--- DATA EXCERPTS ---

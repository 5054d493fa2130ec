//! Primitive encodings shared by every message.
//!
//! ```text
//! i32     4 bytes, little-endian
//! f64     8 bytes, little-endian IEEE-754
//! bool    1 byte, 0 or 1
//! String  i32 byte length, UTF-8 bytes
//! Vec<T>  i32 count, elements
//! Option  bool presence flag, value if present
//! Map     i32 count, (key, value) pairs
//! ```

use std::collections::BTreeMap;
use std::io::{Read, Write};

use crate::error::{ProtocolError, Result};

/// Upper bound on speculative preallocation for length-prefixed data.
const MAX_PREALLOC: usize = 1024;

/// A value with a fixed binary layout on the wire.
///
/// Implementations must be symmetric: `read_from` applied to the bytes
/// produced by `write_to` yields an equal value.
pub trait Wire: Sized {
    fn read_from<R: Read + ?Sized>(reader: &mut R) -> Result<Self>;

    fn write_to<W: Write + ?Sized>(&self, writer: &mut W) -> Result<()>;
}

fn read_array<const N: usize, R: Read + ?Sized>(reader: &mut R) -> Result<[u8; N]> {
    let mut buf = [0u8; N];
    reader.read_exact(&mut buf).map_err(ProtocolError::from_read)?;
    Ok(buf)
}

/// Reads an `i32` length prefix, rejecting negative values.
pub(crate) fn read_len<R: Read + ?Sized>(reader: &mut R) -> Result<usize> {
    let len = i32::read_from(reader)?;
    usize::try_from(len).map_err(|_| ProtocolError::NegativeLength(len))
}

pub(crate) fn write_len<W: Write + ?Sized>(writer: &mut W, len: usize) -> Result<()> {
    let len = i32::try_from(len).map_err(|_| ProtocolError::LengthOverflow(len))?;
    len.write_to(writer)
}

impl Wire for i32 {
    fn read_from<R: Read + ?Sized>(reader: &mut R) -> Result<Self> {
        Ok(i32::from_le_bytes(read_array(reader)?))
    }

    fn write_to<W: Write + ?Sized>(&self, writer: &mut W) -> Result<()> {
        writer.write_all(&self.to_le_bytes())?;
        Ok(())
    }
}

impl Wire for f64 {
    fn read_from<R: Read + ?Sized>(reader: &mut R) -> Result<Self> {
        Ok(f64::from_le_bytes(read_array(reader)?))
    }

    fn write_to<W: Write + ?Sized>(&self, writer: &mut W) -> Result<()> {
        writer.write_all(&self.to_le_bytes())?;
        Ok(())
    }
}

impl Wire for bool {
    fn read_from<R: Read + ?Sized>(reader: &mut R) -> Result<Self> {
        match read_array::<1, _>(reader)?[0] {
            0 => Ok(false),
            1 => Ok(true),
            other => Err(ProtocolError::InvalidBool(other)),
        }
    }

    fn write_to<W: Write + ?Sized>(&self, writer: &mut W) -> Result<()> {
        writer.write_all(&[u8::from(*self)])?;
        Ok(())
    }
}

impl Wire for String {
    fn read_from<R: Read + ?Sized>(reader: &mut R) -> Result<Self> {
        let len = read_len(reader)?;
        let mut bytes = Vec::with_capacity(len.min(MAX_PREALLOC));
        Read::take(&mut *reader, len as u64)
            .read_to_end(&mut bytes)
            .map_err(ProtocolError::from_read)?;
        if bytes.len() != len {
            return Err(ProtocolError::Truncated);
        }
        String::from_utf8(bytes).map_err(|_| ProtocolError::InvalidUtf8)
    }

    fn write_to<W: Write + ?Sized>(&self, writer: &mut W) -> Result<()> {
        write_len(writer, self.len())?;
        writer.write_all(self.as_bytes())?;
        Ok(())
    }
}

impl<T: Wire> Wire for Vec<T> {
    fn read_from<R: Read + ?Sized>(reader: &mut R) -> Result<Self> {
        let len = read_len(reader)?;
        let mut items = Vec::with_capacity(len.min(MAX_PREALLOC));
        for _ in 0..len {
            items.push(T::read_from(reader)?);
        }
        Ok(items)
    }

    fn write_to<W: Write + ?Sized>(&self, writer: &mut W) -> Result<()> {
        write_len(writer, self.len())?;
        for item in self {
            item.write_to(writer)?;
        }
        Ok(())
    }
}

impl<T: Wire> Wire for Option<T> {
    fn read_from<R: Read + ?Sized>(reader: &mut R) -> Result<Self> {
        if bool::read_from(reader)? {
            Ok(Some(T::read_from(reader)?))
        } else {
            Ok(None)
        }
    }

    fn write_to<W: Write + ?Sized>(&self, writer: &mut W) -> Result<()> {
        match self {
            Some(value) => {
                true.write_to(writer)?;
                value.write_to(writer)
            }
            None => false.write_to(writer),
        }
    }
}

impl<K: Wire + Ord, V: Wire> Wire for BTreeMap<K, V> {
    fn read_from<R: Read + ?Sized>(reader: &mut R) -> Result<Self> {
        let len = read_len(reader)?;
        let mut map = BTreeMap::new();
        for _ in 0..len {
            let key = K::read_from(reader)?;
            let value = V::read_from(reader)?;
            map.insert(key, value);
        }
        Ok(map)
    }

    fn write_to<W: Write + ?Sized>(&self, writer: &mut W) -> Result<()> {
        write_len(writer, self.len())?;
        for (key, value) in self {
            key.write_to(writer)?;
            value.write_to(writer)?;
        }
        Ok(())
    }
}

#[cfg(test)]
mod tests {
    use super::*;

    fn encode<T: Wire>(value: &T) -> Vec<u8> {
        let mut buf = Vec::new();
        value.write_to(&mut buf).unwrap();
        buf
    }

    #[test]
    fn i32_is_little_endian() {
        assert_eq!(encode(&1i32), vec![1, 0, 0, 0]);
        assert_eq!(encode(&-2i32), vec![0xfe, 0xff, 0xff, 0xff]);
    }

    #[test]
    fn string_has_length_prefix() {
        assert_eq!(encode(&"ab".to_string()), vec![2, 0, 0, 0, b'a', b'b']);
    }

    #[test]
    fn option_has_presence_flag() {
        assert_eq!(encode(&None::<i32>), vec![0]);
        assert_eq!(encode(&Some(3i32)), vec![1, 3, 0, 0, 0]);
    }

    #[test]
    fn invalid_bool_is_rejected() {
        let err = bool::read_from(&mut &[7u8][..]).unwrap_err();
        assert!(matches!(err, ProtocolError::InvalidBool(7)));
    }

    #[test]
    fn negative_length_is_rejected() {
        let bytes = encode(&-1i32);
        let err = Vec::<i32>::read_from(&mut bytes.as_slice()).unwrap_err();
        assert!(matches!(err, ProtocolError::NegativeLength(-1)));
    }

    #[test]
    fn short_string_is_truncated() {
        let bytes = vec![5, 0, 0, 0, b'a'];
        let err = String::read_from(&mut bytes.as_slice()).unwrap_err();
        assert!(matches!(err, ProtocolError::Truncated));
    }

    #[test]
    fn short_integer_is_truncated() {
        let err = i32::read_from(&mut &[1u8, 2][..]).unwrap_err();
        assert!(matches!(err, ProtocolError::Truncated));
    }
}
//! Arena bot client.
//!
//! - [`config`]: environment and command-line configuration
//! - [`logging`]: subscriber setup
//! - [`runner`]: TCP connection, handshake and the message loop

pub mod config;
pub mod logging;
pub mod runner;

pub use config::{BotConfig, CliArgs};
pub use runner::{Session, connect};
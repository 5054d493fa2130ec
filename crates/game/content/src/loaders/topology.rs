//! Behavior topology loader.

use std::path::Path;

use crate::Topology;
use crate::loaders::{LoadResult, read_file};

/// Loader for behavior topologies from RON files.
pub struct TopologyLoader;

impl TopologyLoader {
    /// Load a topology from a RON file.
    ///
    /// Only the syntax is checked here. Node names, ports and subtree
    /// references are resolved when the agent builds its tree.
    pub fn load(path: &Path) -> LoadResult<Topology> {
        let content = read_file(path)?;
        Self::parse(&content).map_err(|e| anyhow::anyhow!("{} ({})", e, path.display()))
    }

    /// Parse a topology from RON text.
    pub fn parse(content: &str) -> LoadResult<Topology> {
        let topology: Topology = ron::from_str(content)
            .map_err(|e| anyhow::anyhow!("Failed to parse topology RON: {}", e))?;
        Ok(topology)
    }
}

#[cfg(test)]
mod tests {
    use std::collections::BTreeMap;

    use tempfile::TempDir;

    use super::*;
    use crate::{NodeSpec, PortBinding};

    const SAMPLE: &str = r#"
        (
            main_tree: "Main",
            trees: {
                "Main": Fallback([
                    Action(name: "Dodge"),
                    Sequence([
                        Action(name: "GetClosestTarget", ports: {"target": Key("target")}),
                        Retry(attempts: 2, child: Action(name: "Shoot", ports: {"id": Key("target")})),
                    ]),
                    Inverter(Action(name: "Move", ports: {"vel": Vec2(1.0, -2.5)})),
                    SubTree("Roam"),
                ]),
                "Roam": ForceSuccess(Action(name: "GoCenter")),
            },
        )
    "#;

    #[test]
    fn parses_every_node_kind() {
        let topology = TopologyLoader::parse(SAMPLE).unwrap();
        assert_eq!(topology.main_tree, "Main");
        assert_eq!(topology.trees.len(), 2);

        let NodeSpec::Fallback(children) = topology.main().unwrap() else {
            panic!("main tree should be a fallback");
        };
        assert_eq!(children.len(), 4);
        assert_eq!(children[0], NodeSpec::action("Dodge"));
        assert_eq!(children[3], NodeSpec::SubTree("Roam".into()));

        let NodeSpec::Inverter(inner) = &children[2] else {
            panic!("expected inverter");
        };
        let mut ports = BTreeMap::new();
        ports.insert("vel".to_string(), PortBinding::Vec2(1.0, -2.5));
        assert_eq!(
            **inner,
            NodeSpec::Action {
                name: "Move".into(),
                ports
            }
        );
    }

    #[test]
    fn selector_is_accepted_as_fallback() {
        let topology = TopologyLoader::parse(
            r#"(main_tree: "Main", trees: {"Main": Selector([Action(name: "GoCenter")])})"#,
        )
        .unwrap();
        assert!(matches!(topology.main(), Some(NodeSpec::Fallback(_))));
    }

    #[test]
    fn unknown_field_is_rejected() {
        let result = TopologyLoader::parse(r#"(main_tree: "Main", trees: {}, extra: 1)"#);
        assert!(result.is_err());
    }

    #[test]
    fn loads_from_file() {
        let dir = TempDir::new().unwrap();
        let path = dir.path().join("main.ron");
        std::fs::write(&path, SAMPLE).unwrap();

        let topology = TopologyLoader::load(&path).unwrap();
        assert!(topology.trees.contains_key("Roam"));
    }

    #[test]
    fn missing_file_names_the_path() {
        let dir = TempDir::new().unwrap();
        let path = dir.path().join("absent.ron");
        let err = TopologyLoader::load(&path).unwrap_err();
        assert!(err.to_string().contains("absent.ron"));
    }
}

---

> _ABOUT THIS EXERCISE_
Among the lines above, find the one with "on the wire." and the one with "fn read_array<const N: usize, R: Read". Quote both and everything between them, exactly.

> _SOLUTION TO THIS EXERCISE_
/// A value with a fixed binary layout on the wire.
///
/// Implementations must be symmetric: `read_from` applied to the bytes
/// produced by `write_to` yields an equal value.
pub trait Wire: Sized {
    fn read_from<R: Read + ?Sized>(reader: &mut R) -> Result<Self>;

    fn write_to<W: Write + ?Sized>(&self, writer: &mut W) -> Result<()>;
}

fn read_array<const N: usize, R: Read + ?Sized>(reader: &mut R) -> Result<[u8; N]> {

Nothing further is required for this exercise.